If you have super-contig/assembly information, you can send it to us as an AGP file to
indicate how the pieces of the WGS submission are assembled together. We will use the AGP
file to create CON records of the scaffolds and/or chromosomes.
For more information about AGP files see: <https://www.ncbi.nlm.nih.gov/genbank/wgs.submit/#agp>
ZERO_BASECOUNT
- A sequence does not include a particular nucleotide; may indicate a low quality sequence;
could be OK if it's a short repetitive sequence.
NO_ANNOTATION
- Typos in table headers may lead to lost annotation.

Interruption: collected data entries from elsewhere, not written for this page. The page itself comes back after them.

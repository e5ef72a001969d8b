pub mod list_models;

pub use list_models::{ListModelsError, ListModelsProvider};
//! Lexical analysis module.
//!
//! This module contains the lexer (tokenizer) that converts source text
//! into a stream of classified tokens for a downstream parser. It handles:
//!
//! - Matching the remaining input against an ordered regex pattern table
//! - First-match precedence between token kinds
//! - Row and column tracking, including tokens that span newlines
//! - Falling back to single-character `Unk` tokens for unmatched input

pub mod lexer;
pub mod tokens;
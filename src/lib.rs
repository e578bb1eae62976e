#![allow(clippy::module_inception)]

use std::fmt::Display;

use crate::errors::errors::{Error, ErrorTip};

pub mod errors;
pub mod lexer;
pub mod macros;

extern crate regex;

/// A 1-based row and column in the scanned source.
#[derive(Debug, Clone, Copy, PartialEq, Eq, Hash)]
pub struct Position {
    pub row: usize,
    pub col: usize,
}

impl Position {
    pub fn new(row: usize, col: usize) -> Self {
        Position { row, col }
    }

    pub fn start() -> Self {
        Position::new(1, 1)
    }
}

impl Display for Position {
    fn fmt(&self, f: &mut std::fmt::Formatter<'_>) -> std::fmt::Result {
        write!(f, "{}:{}", self.row, self.col)
    }
}

/// Returns the text of the 1-based `row` of `source`, without its line ending.
pub fn get_line_at_position(source: &str, row: usize) -> Option<&str> {
    if row == 0 {
        return None;
    }

    source
        .split('\n')
        .nth(row - 1)
        .map(|line| line.strip_suffix('\r').unwrap_or(line))
}


/// Draws an error against the source it came from:
///
/// ```text
/// Error: UnrecognisedToken
/// -> demo.src:20:9
///    |
/// 20 | let a = `;
///    | --------^
/// ```
pub fn render_error(error: &Error, source: &str) -> String {
    let position = error.get_position();
    let line_text = get_line_at_position(source, position.row).unwrap_or("");

    let line_string = position.row.to_string();
    let padding = line_string.len() + 2;

    let mut out = String::new();

    if let ErrorTip::None = error.get_tip() {
        out.push_str(&format!("Error: {}\n", error.get_error_name()));
    } else {
        out.push_str(&format!(
            "Error: {} ({})\n",
            error.get_error_name(),
            error.get_tip()
        ));
    }
    out.push_str(&format!("-> {}:{}\n", error.get_file(), position));
    out.push_str(&format!("{:>padding$}\n", "|"));

    let (line_text_removed, removed_whitespace) = remove_starting_whitespace(line_text);
    out.push_str(&format!(
        "{} | {}\n",
        line_string,
        line_text_removed.trim_end().replace('\t', " ")
    ));

    let arrows = position.col.saturating_sub(removed_whitespace).max(1);

    out.push_str(&format!("{:>padding$} {:->arrows$}\n", "|", "^"));
    out
}

fn remove_starting_whitespace(string: &str) -> (&str, usize) {
    // Columns count characters, so a tab is one column like a space.
    let start = string.chars().take_while(|c| matches!(c, ' ' | '\t')).count();

    (&string[start..], start)
}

Check to be sure this is the expected
number of unannotated sequences.
DISC_SHORT_INTRON
- Detects introns shorter than 10bp, which are usually not biologically correct, but are
present to adjust for a frameshift in the sequence. If this is a frameshifted gene,
then the recommended approach is to annotate one gene feature across the entire span,
include a pseudo qualifier, and a brief note.
DISC_CDS_WITHOUT_MRNA
- In eukaryotic annotation, every CDS feature should have a corresponding mRNA feature.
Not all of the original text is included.